Course image for Advanced Dynamics, Controls and System Identification

Description

Modeling and analysis of dynamical systems. This class will cover reference frames and coordinate systems, kinematics and constraints, mass distribution, virtual work, D'Alembert's principle, Lagrange and Hamiltonian equations of motion. We will then consider select topics in controls including: dynamical system stability, feedback linearization, system observability and controllability, and system identification methods. Students will learn and apply these concepts through homework and projects that involve the simulation of dynamical systems.

The goal of this course is to equip students with analytical tools for describing, identifying and controlling a dynamical system. Students will be able to analytically represent and identify a system model, propose a controller to drive the expected behavior, and reason about the system's stability. This class brings together all relevant prerequisites applied together in real-world examples for dynamical system description, identification, analysis, and control.

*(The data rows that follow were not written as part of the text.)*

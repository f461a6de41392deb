//! Typed check registry and check implementations
//!
//! Every check is identified by a `CheckId` variant, giving a closed set
//! with a defined claim-category mapping instead of name-string dispatch.
//! Checks are pure functions of artifact content: two runs on unchanged
//! content produce byte-identical results.

use super::content::ArtifactContent;
use super::VerificationResult;
use crate::extract::{ClaimCategory, ClaimSet};
use crate::BackendPolicy;
use serde::{Deserialize, Serialize};
use std::collections::BTreeMap;
use tg_patterns as patterns;

/// Registered check identifiers
#[derive(Debug, Clone, PartialEq, Eq, Serialize, Deserialize)]
#[serde(rename_all = "snake_case")]
pub enum CheckId {
    /// Synthetic load check; fails when the artifact cannot be located
    ArtifactPresent,
    /// Error handlers that swallow every failure type
    CatchAllHandler,
    /// Hard-coded truncation limits on otherwise-unbounded collections
    TruncationLimit,
    /// Multiple definitions of a routine that should be singular
    DuplicateRoutine,
    /// References to a processing backend other than the sanctioned one
    ForbiddenBackend,
    /// Subscript access into a response structure that may be absent
    UnguardedResponseAccess,
    /// Claim-bound: does the named routine exist in the artifact
    RoutineExists { routine: String },
}

impl CheckId {
    pub fn name(&self) -> &'static str {
        match self {
            CheckId::ArtifactPresent => "artifact_present",
            CheckId::CatchAllHandler => "catch_all_handler",
            CheckId::TruncationLimit => "truncation_limit",
            CheckId::DuplicateRoutine => "duplicate_routine",
            CheckId::ForbiddenBackend => "forbidden_backend",
            CheckId::UnguardedResponseAccess => "unguarded_response_access",
            CheckId::RoutineExists { .. } => "routine_exists",
        }
    }

    pub fn description(&self) -> &'static str {
        match self {
            CheckId::ArtifactPresent => "artifact can be located and read",
            CheckId::CatchAllHandler => "no error handler swallows every failure type",
            CheckId::TruncationLimit => {
                "no hard-coded truncation limit outside display-only output"
            }
            CheckId::DuplicateRoutine => "no routine is defined more than once",
            CheckId::ForbiddenBackend => "only the sanctioned processing backend is referenced",
            CheckId::UnguardedResponseAccess => {
                "no unguarded subscript access into a response structure"
            }
            CheckId::RoutineExists { .. } => "a routine named by a resolution claim exists",
        }
    }

    /// Universal checks run against every artifact regardless of claims.
    pub fn applies_universally(&self) -> bool {
        !matches!(self, CheckId::RoutineExists { .. })
    }

    /// A verified anti-pattern scan can regress silently: nothing guards
    /// against the pattern being reintroduced.
    pub fn regression_prone(&self) -> bool {
        matches!(
            self,
            CheckId::CatchAllHandler
                | CheckId::TruncationLimit
                | CheckId::DuplicateRoutine
                | CheckId::ForbiddenBackend
                | CheckId::UnguardedResponseAccess
        )
    }

    /// Claim-text vocabulary that maps a claim onto this check.
    pub fn claim_hints(&self) -> &'static [&'static str] {
        match self {
            CheckId::CatchAllHandler => patterns::CATCH_ALL_CLAIM_HINTS,
            CheckId::TruncationLimit => patterns::TRUNCATION_CLAIM_HINTS,
            CheckId::DuplicateRoutine => patterns::DUPLICATE_CLAIM_HINTS,
            CheckId::ForbiddenBackend => patterns::BACKEND_CLAIM_HINTS,
            CheckId::UnguardedResponseAccess => patterns::RESPONSE_ACCESS_CLAIM_HINTS,
            CheckId::ArtifactPresent | CheckId::RoutineExists { .. } => &[],
        }
    }
}

impl std::fmt::Display for CheckId {
    fn fmt(&self, f: &mut std::fmt::Formatter<'_>) -> std::fmt::Result {
        match self {
            CheckId::RoutineExists { routine } => write!(f, "routine_exists({})", routine),
            other => write!(f, "{}", other.name()),
        }
    }
}

/// The universal content scans, in registry order.
pub fn universal_checks() -> Vec<CheckId> {
    vec![
        CheckId::CatchAllHandler,
        CheckId::TruncationLimit,
        CheckId::DuplicateRoutine,
        CheckId::ForbiddenBackend,
        CheckId::UnguardedResponseAccess,
    ]
}

/// Checks triggered by the artifact's claims: one existence check per
/// routine named by a resolution claim, deduplicated and sorted.
pub fn claim_bound_checks(claims: &ClaimSet) -> Vec<CheckId> {
    let mut routines: Vec<String> = claims
        .by_category(ClaimCategory::Resolution)
        .filter_map(|c| routine_in_claim(&c.text))
        .collect();
    routines.sort();
    routines.dedup();
    routines
        .into_iter()
        .map(|routine| CheckId::RoutineExists { routine })
        .collect()
}

/// The full registry for one artifact: universal scans then claim-bound
/// checks, in deterministic order.
pub fn registry_for(claims: &ClaimSet) -> Vec<CheckId> {
    let mut registry = universal_checks();
    registry.extend(claim_bound_checks(claims));
    registry
}

/// Routine name referenced in claim text, backtick-quoted or `name()` form.
pub fn routine_in_claim(text: &str) -> Option<String> {
    patterns::ROUTINE_MENTION_RE
        .captures(text)
        .and_then(|caps| caps.get(1).or_else(|| caps.get(2)))
        .map(|m| m.as_str().to_string())
}

/// Run one check against parsed content.
pub fn run(check: &CheckId, content: &ArtifactContent, policy: &BackendPolicy) -> VerificationResult {
    match check {
        CheckId::ArtifactPresent => VerificationResult::verified(
            check.clone(),
            "artifact located and readable".to_string(),
        ),
        CheckId::CatchAllHandler => check_catch_all(content),
        CheckId::TruncationLimit => check_truncation(content),
        CheckId::DuplicateRoutine => check_duplicate_routine(content),
        CheckId::ForbiddenBackend => check_forbidden_backend(content, policy),
        CheckId::UnguardedResponseAccess => check_response_access(content),
        CheckId::RoutineExists { routine } => check_routine_exists(routine, content),
    }
}

fn cite(hits: &[(usize, String)]) -> String {
    hits.iter()
        .map(|(number, text)| format!("line {}: `{}`", number, text))
        .collect::<Vec<_>>()
        .join("; ")
}

fn check_catch_all(content: &ArtifactContent) -> VerificationResult {
    let hits: Vec<(usize, String)> = content
        .code_lines()
        .filter(|l| patterns::CATCH_ALL_MATCHER.is_match(&l.text))
        .map(|l| (l.number, l.text.trim().to_string()))
        .collect();

    if hits.is_empty() {
        VerificationResult::verified(
            CheckId::CatchAllHandler,
            format!(
                "no catch-all error handlers in {} code lines",
                content.code_line_count()
            ),
        )
    } else {
        VerificationResult::failed(
            CheckId::CatchAllHandler,
            format!("catch-all error handler at {}", cite(&hits)),
        )
        .with_count(hits.len())
    }
}

fn check_truncation(content: &ArtifactContent) -> VerificationResult {
    let hits: Vec<(usize, String)> = content
        .code_lines()
        .filter(|l| !patterns::is_display_context(&l.text))
        .filter_map(|l| {
            patterns::TRUNCATION_RE
                .find(&l.text)
                .map(|m| (l.number, m.as_str().to_string()))
        })
        .collect();

    if hits.is_empty() {
        VerificationResult::verified(
            CheckId::TruncationLimit,
            format!(
                "no hard-coded truncation limits in {} code lines (display-only output excluded)",
                content.code_line_count()
            ),
        )
    } else {
        VerificationResult::failed(
            CheckId::TruncationLimit,
            format!("hard-coded truncation limit at {}", cite(&hits)),
        )
        .with_count(hits.len())
    }
}

fn check_duplicate_routine(content: &ArtifactContent) -> VerificationResult {
    let mut definitions: BTreeMap<String, Vec<usize>> = BTreeMap::new();
    for line in content.code_lines() {
        if let Some(caps) = patterns::ROUTINE_DEF_RE.captures(&line.text) {
            definitions
                .entry(caps[1].to_string())
                .or_default()
                .push(line.number);
        }
    }

    let duplicates: Vec<(String, Vec<usize>)> = definitions
        .into_iter()
        .filter(|(_, lines)| lines.len() > 1)
        .collect();

    if duplicates.is_empty() {
        VerificationResult::verified(
            CheckId::DuplicateRoutine,
            "no duplicate routine definitions".to_string(),
        )
    } else {
        let cites: Vec<String> = duplicates
            .iter()
            .map(|(name, lines)| {
                let numbers: Vec<String> = lines.iter().map(|n| n.to_string()).collect();
                format!("`{}` defined {} times (lines {})", name, lines.len(), numbers.join(", "))
            })
            .collect();
        let count = duplicates.len();
        VerificationResult::failed(
            CheckId::DuplicateRoutine,
            format!("duplicate routine definitions: {}", cites.join("; ")),
        )
        .with_count(count)
    }
}

fn check_forbidden_backend(content: &ArtifactContent, policy: &BackendPolicy) -> VerificationResult {
    if policy.forbidden.is_empty() {
        return VerificationResult::verified(
            CheckId::ForbiddenBackend,
            "no alternative backends are disallowed by policy".to_string(),
        );
    }

    let mut hits: Vec<(usize, String)> = Vec::new();
    for line in content.code_lines() {
        for token in &policy.forbidden {
            if line.text.contains(token.as_str()) {
                hits.push((line.number, token.clone()));
            }
        }
    }

    if hits.is_empty() {
        VerificationResult::verified(
            CheckId::ForbiddenBackend,
            format!(
                "no references to backends other than the sanctioned `{}`",
                policy.sanctioned
            ),
        )
    } else {
        VerificationResult::failed(
            CheckId::ForbiddenBackend,
            format!(
                "disallowed backend reference (sanctioned backend is `{}`) at {}",
                policy.sanctioned,
                cite(&hits)
            ),
        )
        .with_count(hits.len())
    }
}

fn check_response_access(content: &ArtifactContent) -> VerificationResult {
    let hits: Vec<(usize, String)> = content
        .code_lines()
        .filter(|l| !l.text.contains(".get("))
        .filter_map(|l| {
            patterns::RESPONSE_ACCESS_RE
                .find(&l.text)
                .map(|_| (l.number, l.text.trim().to_string()))
        })
        .collect();

    if hits.is_empty() {
        VerificationResult::verified(
            CheckId::UnguardedResponseAccess,
            "no unguarded subscripts into response structures".to_string(),
        )
    } else {
        VerificationResult::failed(
            CheckId::UnguardedResponseAccess,
            format!("unguarded response access at {}", cite(&hits)),
        )
        .with_count(hits.len())
    }
}

fn check_routine_exists(routine: &str, content: &ArtifactContent) -> VerificationResult {
    let check = CheckId::RoutineExists {
        routine: routine.to_string(),
    };

    let re = match patterns::routine_def_regex(routine) {
        Ok(re) => re,
        Err(e) => return VerificationResult::unverifiable(check, e.to_string()),
    };

    match content.code_lines().find(|l| re.is_match(&l.text)) {
        Some(line) => VerificationResult::verified(
            check,
            format!("routine `{}` defined at line {}", routine, line.number),
        ),
        None => VerificationResult::failed(
            check,
            format!(
                "no definition of routine `{}` in {} code lines",
                routine,
                content.code_line_count()
            ),
        ),
    }
}

#[cfg(test)]
mod tests {
    use super::*;
    use crate::extract::Claim;

    fn content(text: &str) -> ArtifactContent {
        ArtifactContent::from_text(text)
    }

    fn policy() -> BackendPolicy {
        BackendPolicy::default()
    }

    #[test]
    fn test_catch_all_failure_cites_line() {
        let c = content("def f():\n    try:\n        g()\n    except:\n        pass\n");
        let result = check_catch_all(&c);
        assert!(result.status.is_failed());
        assert!(result.evidence.contains("line 4"));
        assert_eq!(result.count, Some(1));
    }

    #[test]
    fn test_catch_all_ignores_comments_and_dead_code() {
        let c = content("# except: is documented here\nif False:\n    except_block()\nx = 1\n");
        assert!(check_catch_all(&c).status.is_verified());
    }

    #[test]
    fn test_truncation_skips_display_lines() {
        let c = content("print(items[:20])\nbatch = items[:20]\n");
        let result = check_truncation(&c);
        assert!(result.status.is_failed());
        assert!(result.evidence.contains("line 2"));
        assert_eq!(result.count, Some(1));
    }

    #[test]
    fn test_duplicate_routine_detection() {
        let c = content("def f():\n    pass\n\ndef g():\n    pass\n\ndef f():\n    pass\n");
        let result = check_duplicate_routine(&c);
        assert!(result.status.is_failed());
        assert!(result.evidence.contains("`f`"));
        assert!(result.evidence.contains("lines 1, 7"));
    }

    #[test]
    fn test_forbidden_backend_uses_policy() {
        let c = content("client = openai.Client()\n");
        let result = check_forbidden_backend(&c, &policy());
        assert!(result.status.is_failed());
        assert!(result.evidence.contains("openai."));

        let custom = BackendPolicy {
            sanctioned: "gateway".to_string(),
            forbidden: vec![],
        };
        assert!(check_forbidden_backend(&c, &custom).status.is_verified());
    }

    #[test]
    fn test_response_access_guarded_by_get() {
        let failing = content(r#"value = response["choices"][0]"#);
        assert!(check_response_access(&failing).status.is_failed());

        let guarded = content(r#"value = response.get("choices")"#);
        assert!(check_response_access(&guarded).status.is_verified());
    }

    #[test]
    fn test_routine_exists_both_ways() {
        let c = content("def load_config(path):\n    return path\n");
        assert!(check_routine_exists("load_config", &c).status.is_verified());
        let missing = check_routine_exists("save_config", &c);
        assert!(missing.status.is_failed());
        assert!(missing.evidence.contains("save_config"));
    }

    #[test]
    fn test_claim_bound_registry_is_deduplicated_and_sorted() {
        let mut claims = ClaimSet::default();
        for text in ["fixed `zeta`", "repaired `alpha`", "fixed `zeta` again"] {
            claims.push(Claim {
                source: "s".into(),
                category: ClaimCategory::Resolution,
                text: text.into(),
                target: None,
                evidence: None,
                locator: None,
            });
        }
        let checks = claim_bound_checks(&claims);
        assert_eq!(
            checks,
            vec![
                CheckId::RoutineExists { routine: "alpha".into() },
                CheckId::RoutineExists { routine: "zeta".into() },
            ]
        );
    }

    #[test]
    fn test_registry_order_is_fixed() {
        let registry = registry_for(&ClaimSet::default());
        assert_eq!(registry, universal_checks());
        assert!(registry.iter().all(|c| c.applies_universally()));
    }
}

This course will be online only in AY21.

What you will learn

  • Reason about a system's dynamical model and analytically represent the model.
  • Given a dynamical model, design a control law that produces the expected behavior with analysis for guarantees (stability).
  • Apply system identification techniques for approximating (partially observable) models and apply control techniques with this identification.

Prerequisites

  • An undergraduate course in dynamics, two years of calculus, and one semester/quarter of linear algebra (ENGR15 or equivalent).
  • Recommended: Linear Algebra ( EE 263, Math 113, CME 302 or equivalent), Partial Differential Equations ( Math 131P or equivalent).